LOGAN – A Utah State University researcher has come up with a checklist that employers could use to predict whether or not an employee may be leaving soon.
Tim Gardner, a USU associate professor at the Jon M. Huntsman School of Business, says the signs an employee is about to leave may not be those one might think. Clocking out as soon as they can, taking vacations and even looking for other jobs on company time are not the best indicators a person will quit soon, he said. Rather, the level of engagement at work can best predict a person’s status.
“People having a lot of ‘doctor’s appointments,’ showing up to work in a suit, or leaving a résumé on the printer were the kind of signs that dropped off the list,” Gardner said in a press release. “You might think that someone who starts showing up to work late, failing to return phone calls and emails, and taking lots of sick days might be about to leave, but those weren’t unique behaviors that applied only to the quitters.”

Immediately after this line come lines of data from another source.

//! Keyword co-occurrence tagging.
//!
//! A tag is granted when the mention name and one of the tag's trigger
//! keywords occur close enough together in the source text. Pure function of
//! the text; re-running it never removes or duplicates a tag.

use std::collections::BTreeSet;

use regex::Regex;
use tracing::debug;

use chronicler_domain::EntityKind;

use crate::annotate::Document;
use crate::tags::vocabulary;

#[derive(Debug, Default)]
pub struct Categorizer;

impl Categorizer {
    pub fn new() -> Self {
        Self
    }

    /// Tags for an entity of `kind` named `name`, judged against `doc`.
    ///
    /// A keyword grants its tag when it shares a sentence with the name, or
    /// failing that when name and keyword co-occur with no sentence boundary
    /// between them. The first granting keyword settles its tag; remaining
    /// keywords of that tag are skipped.
    pub fn categorize(&self, kind: EntityKind, doc: &Document, name: &str) -> BTreeSet<String> {
        let mut tags = BTreeSet::new();
        let name_lower = name.to_lowercase();
        if name_lower.is_empty() {
            return tags;
        }

        let sentences: Vec<String> = doc
            .sentences()
            .iter()
            .map(|sentence| doc.sentence_text(sentence).to_lowercase())
            .collect();
        let name_sentences: Vec<&String> = sentences
            .iter()
            .filter(|sentence| sentence.contains(&name_lower))
            .collect();

        for (tag, keywords) in vocabulary(kind) {
            let granted = keywords.iter().any(|keyword| {
                name_sentences
                    .iter()
                    .any(|sentence| sentence.contains(keyword))
                    || co_occur(doc.text(), name, keyword)
            });
            if granted {
                debug!(%name, tag, "granted tag");
                tags.insert((*tag).to_string());
            }
        }
        tags
    }
}

/// True when `name` and `keyword` appear in either order with no sentence
/// boundary between them.
fn co_occur(text: &str, name: &str, keyword: &str) -> bool {
    let name = regex::escape(name);
    let keyword = regex::escape(keyword);
    let pattern = format!("(?i){name}[^.!?]*{keyword}|{keyword}[^.!?]*{name}");
    match Regex::new(&pattern) {
        Ok(re) => re.is_match(text),
        Err(_) => false,
    }
}
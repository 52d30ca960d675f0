//! Pipeline settings.
//!
//! Plain serde struct with per-field defaults; `from_env` overlays values
//! from `CHRONICLER_*` environment variables.

use serde::{Deserialize, Serialize};

use chronicler_nlp::DEFAULT_MATCH_THRESHOLD;

#[derive(Debug, Clone, Serialize, Deserialize, PartialEq)]
pub struct PipelineSettings {
    /// Inclusive similarity threshold for fuzzy identity resolution.
    #[serde(default = "default_match_threshold")]
    pub match_threshold: f64,

    /// Cap on ranked fuzzy match lists.
    #[serde(default = "default_max_ranked_matches")]
    pub max_ranked_matches: usize,
}

fn default_match_threshold() -> f64 {
    DEFAULT_MATCH_THRESHOLD
}

fn default_max_ranked_matches() -> usize {
    5
}

impl Default for PipelineSettings {
    fn default() -> Self {
        Self {
            match_threshold: default_match_threshold(),
            max_ranked_matches: default_max_ranked_matches(),
        }
    }
}

impl PipelineSettings {
    /// Defaults overridden by `CHRONICLER_MATCH_THRESHOLD` and
    /// `CHRONICLER_MAX_RANKED_MATCHES` where set.
    pub fn from_env() -> Result<Self, config::ConfigError> {
        config::Config::builder()
            .add_source(config::Environment::with_prefix("CHRONICLER"))
            .build()?
            .try_deserialize()
    }
}

#[cfg(test)]
mod tests {
    use super::*;

    #[test]
    fn defaults_match_the_documented_values() {
        let settings = PipelineSettings::default();
        assert_eq!(settings.match_threshold, DEFAULT_MATCH_THRESHOLD);
        assert_eq!(settings.max_ranked_matches, 5);
    }

    #[test]
    fn deserializing_an_empty_map_uses_field_defaults() {
        let settings: PipelineSettings = serde_json::from_str("{}").unwrap();
        assert_eq!(settings, PipelineSettings::default());
    }

    #[test]
    fn explicit_values_win_over_defaults() {
        let settings: PipelineSettings =
            serde_json::from_str(r#"{"match_threshold": 0.9, "max_ranked_matches": 2}"#).unwrap();
        assert_eq!(settings.match_threshold, 0.9);
        assert_eq!(settings.max_ranked_matches, 2);
    }
}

Gardner suggests the following changes in behavior as the best indicators:
- They offer fewer constructive contributions
- They show reluctance to commit to long-term projects
- They act reserved and quiet
- They show less interest in advancing in the company
- They are less interested in pleasing their boss than in the past
- They avoid social interactions with management
- They offer fewer new ideas or innovative approaches
- They perform minimal amount of work
- They are less interested in participating in training and development
- Their work productivity goes down
Across three studies using seven different samples, Gardner and his colleagues found that an employee exhibiting at least six of these behavioral changes were about to leave. The team was able to predict an employee’s intention to quit with 80 percent accuracy using these signs.
“It appears that a person’s attitude can create behaviors that are hard to disguise,” he said. “As the grass starts to look greener on the other side of the fence to you, chances are that others will soon notice that you’ve lost your focus.”